VI. L’utilisation des dictionnaires par les tribunaux
Si les traducteurs juridiques font un usage abondant des dictionnaires, les professionnels du droit – avocats, juges, etc. – y ont également largement recours. Il n’y a rien d’étonnant à cela quand on sait qu’un litige peut porter sur l’interprétation d’un mot ou d’une expression dans un contexte donné. Lorsqu’il est confronté à un problème d’interprétation, le juge américain peut consulter plusieurs sources de référence mais celles-ci répondent à une hiérarchie très précise : les textes de loi (statutes) doivent être consultés en priorité, puis les précédents (case law), et enfin les sources dites « secondaires », dont font partie les dictionnaires.
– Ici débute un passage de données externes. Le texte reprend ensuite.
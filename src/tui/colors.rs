//! Styles for the terminal user interface.

use ratatui::style::{Color, Modifier, Style};

use crate::fields::{Priority, Status};

/// Header and status bar background.
pub const BAR_BG: Color = Color::Rgb(0, 60, 90);
/// Confirmation dialog background.
pub const DARK_RED: Color = Color::Rgb(114, 0, 0);

pub fn priority_style(p: Priority) -> Style {
    match p {
        Priority::High => Style::default().fg(Color::Red).add_modifier(Modifier::BOLD),
        Priority::Medium => Style::default().fg(Color::Yellow),
        Priority::Low => Style::default().fg(Color::Green),
    }
}

pub fn status_style(s: Status) -> Style {
    match s {
        Status::Pending => Style::default().fg(Color::White),
        Status::InProgress => Style::default().fg(Color::Cyan),
        Status::Completed => Style::default().fg(Color::DarkGray),
        Status::Cancelled => Style::default()
            .fg(Color::Rgb(120, 80, 80))
            .add_modifier(Modifier::CROSSED_OUT),
    }
}
//! Task record and its field-level validation.
//!
//! A `Task` can only be built through [`Task::create`] (or deserialised from
//! the store and then checked with [`Task::check`]), so every task in memory
//! has a non-empty title, clean tags, and a `completed_at` that agrees with
//! its status. Fields are read through accessors; mutation goes through the
//! task manager.

use chrono::{DateTime, NaiveDate, Utc};
use serde::{Deserialize, Serialize};

use crate::due;
use crate::error::{Result, TaskError};
use crate::fields::*;

/// A single unit of tracked work.
#[derive(Debug, Clone, PartialEq, Eq, Serialize, Deserialize)]
pub struct Task {
    id: u64,
    title: String,
    #[serde(default)]
    description: String,
    #[serde(default)]
    priority: Priority,
    #[serde(default)]
    status: Status,
    #[serde(default)]
    tags: Vec<String>,
    #[serde(default)]
    project: Option<String>,
    #[serde(default)]
    due_date: Option<NaiveDate>,
    created_at: DateTime<Utc>,
    updated_at: DateTime<Utc>,
    #[serde(default)]
    completed_at: Option<DateTime<Utc>>,
}

/// Input for a new task. Only `title` is required.
#[derive(Debug, Clone, Default)]
pub struct NewTask {
    pub title: String,
    pub description: Option<String>,
    pub priority: Option<Priority>,
    pub status: Option<Status>,
    pub tags: Vec<String>,
    pub project: Option<String>,
    /// A due-date expression, resolved by the manager.
    pub due: Option<String>,
}

impl NewTask {
    pub fn new(title: impl Into<String>) -> Self {
        Self {
            title: title.into(),
            ..Self::default()
        }
    }
}

/// A partial update. `None` leaves a field untouched; for the optional
/// fields `Some(None)` clears the value.
#[derive(Debug, Clone, Default)]
pub struct TaskPatch {
    pub title: Option<String>,
    pub description: Option<String>,
    pub priority: Option<Priority>,
    pub status: Option<Status>,
    /// Replaces the whole tag set.
    pub tags: Option<Vec<String>>,
    pub project: Option<Option<String>>,
    /// A due-date expression, or `Some(None)` to clear the due date.
    pub due: Option<Option<String>>,
}

impl TaskPatch {
    pub fn status(status: Status) -> Self {
        Self {
            status: Some(status),
            ..Self::default()
        }
    }

    /// True when the patch supplies no field at all.
    pub fn is_empty(&self) -> bool {
        self.title.is_none()
            && self.description.is_none()
            && self.priority.is_none()
            && self.status.is_none()
            && self.tags.is_none()
            && self.project.is_none()
            && self.due.is_none()
    }
}

impl Task {
    /// Build a validated task. `due_date` must already be resolved.
    pub fn create(id: u64, new: &NewTask, due_date: Option<NaiveDate>, now: DateTime<Utc>) -> Result<Task> {
        let status = new.status.unwrap_or_default();
        Ok(Task {
            id,
            title: normalise_title(&new.title)?,
            description: new.description.clone().unwrap_or_default(),
            priority: new.priority.unwrap_or_default(),
            status,
            tags: normalise_tags(&new.tags),
            project: normalise_project(new.project.as_deref()),
            due_date,
            created_at: now,
            updated_at: now,
            completed_at: (status == Status::Completed).then_some(now),
        })
    }

    /// Apply a patch whose due expression (if any) has been resolved into
    /// `due_date`. Validation happens before any field changes, so an error
    /// leaves the task untouched.
    pub(crate) fn apply(&mut self, patch: &TaskPatch, due_date: Option<Option<NaiveDate>>, now: DateTime<Utc>) -> Result<()> {
        let title = patch.title.as_deref().map(normalise_title).transpose()?;

        if let Some(title) = title {
            self.title = title;
        }
        if let Some(description) = &patch.description {
            self.description = description.clone();
        }
        if let Some(priority) = patch.priority {
            self.priority = priority;
        }
        if let Some(tags) = &patch.tags {
            self.tags = normalise_tags(tags);
        }
        if let Some(project) = &patch.project {
            self.project = normalise_project(project.as_deref());
        }
        if let Some(due_date) = due_date {
            self.due_date = due_date;
        }
        if let Some(status) = patch.status {
            self.transition(status, now);
        }
        self.updated_at = now;
        Ok(())
    }

    /// Move to `status`, stamping `completed_at` on the way into completed
    /// (keeping an earlier stamp) and clearing it on the way out.
    fn transition(&mut self, status: Status, now: DateTime<Utc>) {
        if status == Status::Completed {
            if self.completed_at.is_none() {
                self.completed_at = Some(now);
            }
        } else {
            self.completed_at = None;
        }
        self.status = status;
    }

    /// Check the invariants of a record that did not come through `create`,
    /// e.g. one read back from disk.
    pub fn check(&self) -> std::result::Result<(), String> {
        if self.id == 0 {
            return Err("task id must be positive".into());
        }
        match normalise_title(&self.title) {
            Ok(title) if title == self.title => {}
            Ok(_) => return Err(format!("task {} has a padded title", self.id)),
            Err(_) => return Err(format!("task {} has an empty title", self.id)),
        }
        if normalise_project(self.project.as_deref()) != self.project {
            return Err(format!("task {} has a blank or padded project", self.id));
        }
        if normalise_tags(&self.tags) != self.tags {
            return Err(format!("task {} has empty, padded or duplicate tags", self.id));
        }
        if (self.status == Status::Completed) != self.completed_at.is_some() {
            return Err(format!(
                "task {} has status {} but completed_at is {}",
                self.id,
                self.status,
                if self.completed_at.is_some() { "set" } else { "missing" }
            ));
        }
        Ok(())
    }

    pub fn is_overdue(&self, today: NaiveDate) -> bool {
        due::is_overdue(self.due_date, self.status, today)
    }

    pub fn id(&self) -> u64 {
        self.id
    }

    pub fn title(&self) -> &str {
        &self.title
    }

    pub fn description(&self) -> &str {
        &self.description
    }

    pub fn priority(&self) -> Priority {
        self.priority
    }

    pub fn status(&self) -> Status {
        self.status
    }

    pub fn tags(&self) -> &[String] {
        &self.tags
    }

    pub fn project(&self) -> Option<&str> {
        self.project.as_deref()
    }

    pub fn due_date(&self) -> Option<NaiveDate> {
        self.due_date
    }

    pub fn created_at(&self) -> DateTime<Utc> {
        self.created_at
    }

    pub fn updated_at(&self) -> DateTime<Utc> {
        self.updated_at
    }

    pub fn completed_at(&self) -> Option<DateTime<Utc>> {
        self.completed_at
    }
}

/// Trim a title, rejecting it if nothing is left.
pub fn normalise_title(title: &str) -> Result<String> {
    let title = title.trim();
    if title.is_empty() {
        return Err(TaskError::InvalidTitle);
    }
    Ok(title.to_string())
}

/// Trim each tag, drop empties, and de-duplicate keeping first-seen order.
/// Comparison is case-sensitive.
pub fn normalise_tags<S: AsRef<str>>(tags: &[S]) -> Vec<String> {
    let mut out: Vec<String> = Vec::with_capacity(tags.len());
    for tag in tags {
        let tag = tag.as_ref().trim();
        if !tag.is_empty() && !out.iter().any(|t| t == tag) {
            out.push(tag.to_string());
        }
    }
    out
}

/// Split comma-separated tag arguments, as typed on the command line.
pub fn split_tags(inputs: &[String]) -> Vec<String> {
    let parts: Vec<&str> = inputs.iter().flat_map(|raw| raw.split(',')).collect();
    normalise_tags(&parts)
}

fn normalise_project(project: Option<&str>) -> Option<String> {
    project.map(str::trim).filter(|p| !p.is_empty()).map(str::to_string)
}

#[cfg(test)]
mod tests {
    use super::*;
    use chrono::TimeZone;

    fn now() -> DateTime<Utc> {
        Utc.with_ymd_and_hms(2025, 1, 10, 9, 30, 0).unwrap()
    }

    #[test]
    fn create_applies_defaults() {
        let task = Task::create(1, &NewTask::new("  Write report  "), None, now()).unwrap();
        assert_eq!(task.title(), "Write report");
        assert_eq!(task.description(), "");
        assert_eq!(task.priority(), Priority::Medium);
        assert_eq!(task.status(), Status::Pending);
        assert!(task.tags().is_empty());
        assert_eq!(task.project(), None);
        assert_eq!(task.created_at(), task.updated_at());
        assert_eq!(task.completed_at(), None);
    }

    #[test]
    fn blank_title_is_rejected() {
        for title in ["", "   ", "\t\n"] {
            assert!(matches!(
                Task::create(1, &NewTask::new(title), None, now()),
                Err(TaskError::InvalidTitle)
            ));
        }
    }

    #[test]
    fn tags_are_trimmed_and_deduplicated_in_order() {
        let tags = normalise_tags(&[" work", "urgent", "", "work", "Work", "  "]);
        assert_eq!(tags, vec!["work", "urgent", "Work"]);
    }

    #[test]
    fn split_tags_accepts_commas() {
        let tags = split_tags(&["a, b".to_string(), "b,c,".to_string()]);
        assert_eq!(tags, vec!["a", "b", "c"]);
    }

    #[test]
    fn created_completed_task_is_stamped() {
        let new = NewTask {
            status: Some(Status::Completed),
            ..NewTask::new("done already")
        };
        let task = Task::create(1, &new, None, now()).unwrap();
        assert_eq!(task.completed_at(), Some(now()));
        assert!(task.check().is_ok());
    }

    #[test]
    fn blank_project_becomes_absent() {
        let new = NewTask {
            project: Some("   ".into()),
            ..NewTask::new("t")
        };
        assert_eq!(Task::create(1, &new, None, now()).unwrap().project(), None);
    }

    #[test]
    fn completion_stamp_is_kept_until_leaving_completed() {
        let mut task = Task::create(1, &NewTask::new("t"), None, now()).unwrap();
        let later = now() + chrono::Duration::hours(1);
        let even_later = now() + chrono::Duration::hours(2);

        task.apply(&TaskPatch::status(Status::Completed), None, later).unwrap();
        assert_eq!(task.completed_at(), Some(later));

        task.apply(&TaskPatch::status(Status::Completed), None, even_later).unwrap();
        assert_eq!(task.completed_at(), Some(later));

        task.apply(&TaskPatch::status(Status::Pending), None, even_later).unwrap();
        assert_eq!(task.completed_at(), None);
    }

    #[test]
    fn invalid_patch_leaves_task_untouched() {
        let mut task = Task::create(1, &NewTask::new("t"), None, now()).unwrap();
        let before = task.clone();
        let patch = TaskPatch {
            title: Some("  ".into()),
            priority: Some(Priority::High),
            ..TaskPatch::default()
        };
        assert!(matches!(task.apply(&patch, None, now()), Err(TaskError::InvalidTitle)));
        assert_eq!(task, before);
    }

    #[test]
    fn check_flags_inconsistent_records() {
        let json = r#"{
            "id": 3, "title": "x", "status": "completed",
            "created_at": "2025-01-10T09:30:00Z", "updated_at": "2025-01-10T09:30:00Z"
        }"#;
        let task: Task = serde_json::from_str(json).unwrap();
        assert!(task.check().is_err());

        let json = r#"{
            "id": 3, "title": "x", "tags": ["a", "a"],
            "created_at": "2025-01-10T09:30:00Z", "updated_at": "2025-01-10T09:30:00Z"
        }"#;
        let task: Task = serde_json::from_str(json).unwrap();
        assert!(task.check().is_err());
    }

    #[test]
    fn check_requires_trimmed_title_and_project() {
        let record = |fields: &str| -> Task {
            let json = format!(
                r#"{{"id": 4, {fields},
                    "created_at": "2025-01-10T09:30:00Z", "updated_at": "2025-01-10T09:30:00Z"}}"#
            );
            serde_json::from_str(&json).unwrap()
        };
        assert!(record(r#""title": "x", "project": "home""#).check().is_ok());
        assert!(record(r#""title": "  x  ""#).check().is_err());
        assert!(record(r#""title": "x", "project": """#).check().is_err());
        assert!(record(r#""title": "x", "project": " home ""#).check().is_err());
    }
}
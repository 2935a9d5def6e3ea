use comptoir::prelude::format_price;
use comptoir_app::{context::AppContext, errors::AppError};

pub(crate) async fn run(context: &AppContext) -> Result<(), AppError> {
    let storefront = context.storefront();

    if let Err(closed) = storefront.bar_status().await.admit() {
        println!("{closed}");
    }

    let read = storefront.catalog().await;

    if let Some(error) = read.error {
        eprintln!("catalog unavailable: {error}");
    }

    if read.catalog.is_empty() {
        println!("nothing to order right now");
        return Ok(());
    }

    for product in read.catalog.products() {
        println!("{} (stock {})", product.name(), product.stock_quantity());

        for variation in product.variations() {
            let availability = if variation.available_to_order() {
                ""
            } else {
                " (unavailable)"
            };

            println!(
                "  [{}] {}  {}{availability}",
                variation.id(),
                product.item_name(variation),
                format_price(variation.price_ttc_minor()),
            );
        }
    }

    Ok(())
}
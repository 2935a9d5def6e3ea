use clap::{Args, Subcommand};

use comptoir::prelude::{Cart, CartElement, CartStore, Catalog, VariationId, format_price};
use comptoir_app::{
    config::StorageConfig, context::AppContext, errors::AppError, store::FileCartStore,
};

#[derive(Debug, Args)]
pub(crate) struct CartCommand {
    #[command(subcommand)]
    command: CartSubcommand,
}

#[derive(Debug, Subcommand)]
enum CartSubcommand {
    /// Show selected items and the total
    Show,

    /// Set the quantity of a variation, filling up to the remaining stock; omit it to reset
    Set {
        /// Variation id
        variation: u32,

        /// New quantity
        quantity: Option<u32>,
    },

    /// Add to the quantity of a variation, or remove with a negative delta
    Add {
        /// Variation id
        variation: u32,

        /// Quantity to add
        #[arg(allow_negative_numbers = true)]
        delta: i64,
    },

    /// Empty the cart
    Clear,
}

pub(crate) async fn run(
    command: CartCommand,
    context: &AppContext,
    storage: &StorageConfig,
) -> Result<(), AppError> {
    let store = FileCartStore::new(&storage.cart_path);

    if matches!(command.command, CartSubcommand::Clear) {
        store.clear()?;
        println!("cart cleared");
        return Ok(());
    }

    let catalog = load_catalog(context).await;
    let mut cart = Cart::load(&catalog, store);

    match command.command {
        CartSubcommand::Show | CartSubcommand::Clear => {}
        CartSubcommand::Set {
            variation,
            quantity,
        } => {
            let set = cart.set_quantity(VariationId(variation), quantity)?;

            if quantity.is_some_and(|asked| asked > set) {
                println!("only {set} left in stock");
            }
        }
        CartSubcommand::Add { variation, delta } => add(&mut cart, VariationId(variation), delta)?,
    }

    print_cart(&cart);

    Ok(())
}

pub(crate) async fn load_catalog(context: &AppContext) -> Catalog {
    let read = context.storefront().catalog().await;

    if let Some(error) = read.error {
        eprintln!("catalog unavailable: {error}");
    }

    read.catalog
}

fn add<S: CartStore>(cart: &mut Cart<S>, variation: VariationId, delta: i64) -> Result<(), AppError> {
    if delta > 0 {
        let capacity = cart.remaining_capacity(variation)?;
        let current = cart.element(variation).map_or(0, CartElement::quantity);

        if i64::from(current).saturating_add(delta) > i64::from(capacity) {
            println!("only {capacity} fit in stock");
            return Ok(());
        }
    }

    if !cart.add(variation, delta)? {
        println!("quantity cannot go below zero");
    }

    Ok(())
}

pub(crate) fn print_cart<S: CartStore>(cart: &Cart<S>) {
    if !cart.has_items() {
        println!("cart is empty");
        return;
    }

    for (element, subtotal) in cart.elements_with_subtotal() {
        println!(
            "{:>3} x [{}] {}  {}",
            element.quantity(),
            element.variation().id(),
            element.item_name(),
            format_price(subtotal.to_minor_units()),
        );
    }

    println!("total: {}", cart.formatted_total());
}
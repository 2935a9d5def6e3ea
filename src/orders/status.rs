//! Payment Status

use std::fmt::{Display, Formatter, Result as FmtResult};

use serde::{Deserialize, Serialize};

/// State of an order's payment, as reported by the payment provider.
///
/// The client never computes this value; it only reacts to what it is told.
#[derive(Debug, Clone, Copy, PartialEq, Eq, Hash, Serialize, Deserialize)]
#[serde(rename_all = "camelCase")]
pub enum PaymentStatus {
    /// Payment was abandoned or expired.
    Canceled,

    /// The provider is still processing the payment.
    Processing,

    /// The customer must complete an extra step, e.g. authentication.
    #[serde(alias = "requires_action")]
    RequiresAction,

    /// The payment is authorised but not captured yet.
    #[serde(alias = "requires_capture")]
    RequiresCapture,

    /// The payment awaits confirmation.
    #[serde(alias = "requires_confirmation")]
    RequiresConfirmation,

    /// No usable payment method was provided yet.
    #[serde(alias = "requires_payment_method")]
    RequiresPaymentMethod,

    /// The payment went through.
    Succeeded,
}

impl PaymentStatus {
    /// Whether the payment went through.
    pub fn is_succeeded(self) -> bool {
        matches!(self, Self::Succeeded)
    }

    /// Whether no further status change is expected.
    pub fn is_final(self) -> bool {
        matches!(self, Self::Succeeded | Self::Canceled)
    }
}

impl Display for PaymentStatus {
    fn fmt(&self, f: &mut Formatter<'_>) -> FmtResult {
        let label = match self {
            Self::Canceled => "canceled",
            Self::Processing => "processing",
            Self::RequiresAction => "requiresAction",
            Self::RequiresCapture => "requiresCapture",
            Self::RequiresConfirmation => "requiresConfirmation",
            Self::RequiresPaymentMethod => "requiresPaymentMethod",
            Self::Succeeded => "succeeded",
        };

        f.write_str(label)
    }
}
//! Bar
//!
//! The availability gate and the log of when it was open.

use jiff::Timestamp;
use serde::{Deserialize, Serialize};
use thiserror::Error;

/// Errors related to the availability gate.
#[derive(Debug, Error, PartialEq, Eq)]
pub enum BarError {
    /// Ordering was attempted while the bar is closed.
    #[error("the bar is closed{}", .message.as_deref().map(|m| format!(": {m}")).unwrap_or_default())]
    Closed {
        /// Closing message shown to customers, if any
        message: Option<String>,
    },

    /// The bar was opened while an opening was still in progress.
    #[error("the bar is already open since {0}")]
    AlreadyOpen(Timestamp),

    /// The bar was closed while no opening was in progress.
    #[error("the bar is not open")]
    NotOpen,

    /// The closing time precedes the opening time.
    #[error("cannot close at {end}, the bar opened at {begin}")]
    ClosedBeforeOpened {
        /// Opening time
        begin: Timestamp,

        /// Rejected closing time
        end: Timestamp,
    },
}

/// Current state of the availability gate.
#[derive(Debug, Clone, Default, PartialEq, Eq, Serialize, Deserialize)]
pub struct BarStatus {
    /// Whether new orders may be created
    pub is_open: bool,

    /// Message shown to customers while closed
    #[serde(default, alias = "closed_message")]
    pub closing_message: Option<String>,

    /// When the current opening started, only given to staff
    #[serde(default, with = "crate::time::option")]
    pub open_since: Option<Timestamp>,
}

impl BarStatus {
    /// An open bar.
    pub fn open() -> Self {
        Self {
            is_open: true,
            ..Self::default()
        }
    }

    /// A closed bar with an optional closing message.
    pub fn closed(message: Option<String>) -> Self {
        Self {
            is_open: false,
            closing_message: message,
            open_since: None,
        }
    }

    /// Checks whether ordering affordances may be offered.
    ///
    /// # Errors
    ///
    /// Returns [`BarError::Closed`] with the closing message while the bar is closed.
    pub fn admit(&self) -> Result<(), BarError> {
        if self.is_open {
            Ok(())
        } else {
            Err(BarError::Closed {
                message: self.closing_message.clone(),
            })
        }
    }
}

/// One interval during which the bar was open.
#[derive(Debug, Clone, Copy, PartialEq, Eq, Serialize, Deserialize)]
pub struct BarOpening {
    /// Opening time
    #[serde(with = "crate::time")]
    pub begin: Timestamp,

    /// Closing time, absent while still open
    #[serde(default, with = "crate::time::option")]
    pub end: Option<Timestamp>,
}

impl BarOpening {
    /// Whether this opening is still in progress.
    pub fn is_open(&self) -> bool {
        self.end.is_none()
    }
}

/// Append-only log of bar openings.
#[derive(Debug, Clone, Default, PartialEq, Eq, Serialize, Deserialize)]
#[serde(transparent)]
pub struct BarLog {
    openings: Vec<BarOpening>,
}

impl BarLog {
    /// Builds a log from recorded openings, oldest first.
    pub fn from_openings(openings: Vec<BarOpening>) -> Self {
        Self { openings }
    }

    /// Recorded openings, oldest first.
    pub fn openings(&self) -> &[BarOpening] {
        &self.openings
    }

    /// The opening in progress, if any.
    pub fn current(&self) -> Option<&BarOpening> {
        self.openings.last().filter(|opening| opening.is_open())
    }

    /// Status derived from the log.
    pub fn status(&self, closing_message: Option<String>) -> BarStatus {
        match self.current() {
            Some(opening) => BarStatus {
                is_open: true,
                closing_message,
                open_since: Some(opening.begin),
            },
            None => BarStatus::closed(closing_message),
        }
    }

    /// Opens the bar.
    ///
    /// # Errors
    ///
    /// Returns [`BarError::AlreadyOpen`] if an opening is already in progress.
    pub fn open(&mut self, now: Timestamp) -> Result<&BarOpening, BarError> {
        if let Some(current) = self.current() {
            return Err(BarError::AlreadyOpen(current.begin));
        }

        self.openings.push(BarOpening {
            begin: now,
            end: None,
        });

        self.openings.last().ok_or(BarError::NotOpen)
    }

    /// Closes the opening in progress.
    ///
    /// # Errors
    ///
    /// - [`BarError::NotOpen`]: no opening is in progress.
    /// - [`BarError::ClosedBeforeOpened`]: `now` precedes the opening time.
    pub fn close(&mut self, now: Timestamp) -> Result<&BarOpening, BarError> {
        let opening = self
            .openings
            .last_mut()
            .filter(|opening| opening.is_open())
            .ok_or(BarError::NotOpen)?;

        if now < opening.begin {
            return Err(BarError::ClosedBeforeOpened {
                begin: opening.begin,
                end: now,
            });
        }

        opening.end = Some(now);

        Ok(opening)
    }
}

#[cfg(test)]
mod tests {
    use testresult::TestResult;

    use super::*;

    #[test]
    fn closed_bar_refuses_admission_with_message() {
        let status = BarStatus::closed(Some("Back at 18:00".to_string()));

        let result = status.admit();

        assert_eq!(
            result,
            Err(BarError::Closed {
                message: Some("Back at 18:00".to_string())
            })
        );
        assert_eq!(
            result.map_err(|error| error.to_string()),
            Err("the bar is closed: Back at 18:00".to_string())
        );
    }

    #[test]
    fn open_bar_admits() {
        assert_eq!(BarStatus::open().admit(), Ok(()));
    }

    #[test]
    fn customer_status_reads_closed_message_alias() -> TestResult {
        let status: BarStatus =
            serde_json::from_str(r#"{"is_open": false, "closed_message": "Sold out"}"#)?;

        assert!(!status.is_open);
        assert_eq!(status.closing_message.as_deref(), Some("Sold out"));
        assert_eq!(status.open_since, None);

        Ok(())
    }

    #[test]
    fn staff_status_reads_open_since() -> TestResult {
        let status: BarStatus = serde_json::from_str(
            r#"{"is_open": true, "open_since": 1700000000000, "closing_message": null}"#,
        )?;

        assert_eq!(
            status.open_since,
            Some(Timestamp::from_millisecond(1_700_000_000_000)?)
        );

        Ok(())
    }

    #[test]
    fn log_appends_and_closes_openings() -> TestResult {
        let mut log = BarLog::default();
        let begin = Timestamp::from_second(1_000)?;
        let end = Timestamp::from_second(2_000)?;

        log.open(begin)?;

        assert_eq!(log.status(None).open_since, Some(begin));
        assert_eq!(log.open(end), Err(BarError::AlreadyOpen(begin)));

        log.close(end)?;

        assert_eq!(
            log.openings(),
            &[BarOpening {
                begin,
                end: Some(end)
            }]
        );
        assert!(!log.status(None).is_open);

        log.open(end)?;

        assert_eq!(log.openings().len(), 2);

        Ok(())
    }

    #[test]
    fn closing_requires_an_opening_in_progress() -> TestResult {
        let mut log = BarLog::default();

        assert_eq!(log.close(Timestamp::UNIX_EPOCH), Err(BarError::NotOpen));

        let begin = Timestamp::from_second(1_000)?;
        log.open(begin)?;

        assert_eq!(
            log.close(Timestamp::UNIX_EPOCH),
            Err(BarError::ClosedBeforeOpened {
                begin,
                end: Timestamp::UNIX_EPOCH
            })
        );
        assert!(log.current().is_some());

        Ok(())
    }

    #[test]
    fn openings_parse_from_milliseconds() -> TestResult {
        let log: BarLog = serde_json::from_str(r#"[{"begin": 0, "end": 60000}, {"begin": 120000}]"#)?;

        assert_eq!(log.openings().len(), 2);
        assert_eq!(log.current().map(|opening| opening.begin), Some(Timestamp::from_second(120)?));

        Ok(())
    }
}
Les lois contiennent en effet souvent des définitions qui peuvent permettre de lever les ambiguïtés ou d’éclairer le sens de tel ou tel terme dans un contexte précis. Pour autant, l’intérêt de ces définitions est doublement limité. D’une part, elles sont souvent assorties de clauses qui en limitent la portée, comme en témoigne cet exemple : « As used in this Act, unless the context otherwise requires, the term: (1) "Articles of incorporation" means the original or restated articles of incorporation and all amendments thereto ». La mention unless the context otherwise requires, dans cet extrait de l’article 1.02 (Definitions) du Business Corporation Act du Texas, est à l’évidence restrictive et limite fortement la portée des définitions proposées (30 dans le cas de cette loi). D’autre part, force est d’admettre que le législateur ne peut, même dans un domaine d’application donné, définir tous les termes susceptibles d’occasionner un jour un litige. Devant ce double inconvénient, les juges et autres professionnels du droit en sont souvent réduits à se pencher, dans un deuxième temps, sur les précédents, puis, en dernier ressort, sur les dictionnaires pour tenter d’éclairer les zones d’ombre qui ne manquent pas d’apparaître autour de certains termes litigieux. Lorsque le juge fait appel au dictionnaire, il n’est d’ailleurs pas rare qu’il s’en explique dans sa décision : « The Florida Legislature has chosen not to define which violations are ‘material’. Accordingly, under the well established principles of statutory construction, this Court must give the term ‘material’ its plain and ordinary meaning (…). This plain and ordinary meaning may be determined by reference to a dictionary definition (…). ‘Material’ is defined as ‘significant’ or ‘essential’, Black’s Law Dictionary 991 (7th ed. 1999), or as ‘having real importance or great consequence’. Merriam Webster’s Collegiate Dictionary 717 (10th ed. 1996) »[1].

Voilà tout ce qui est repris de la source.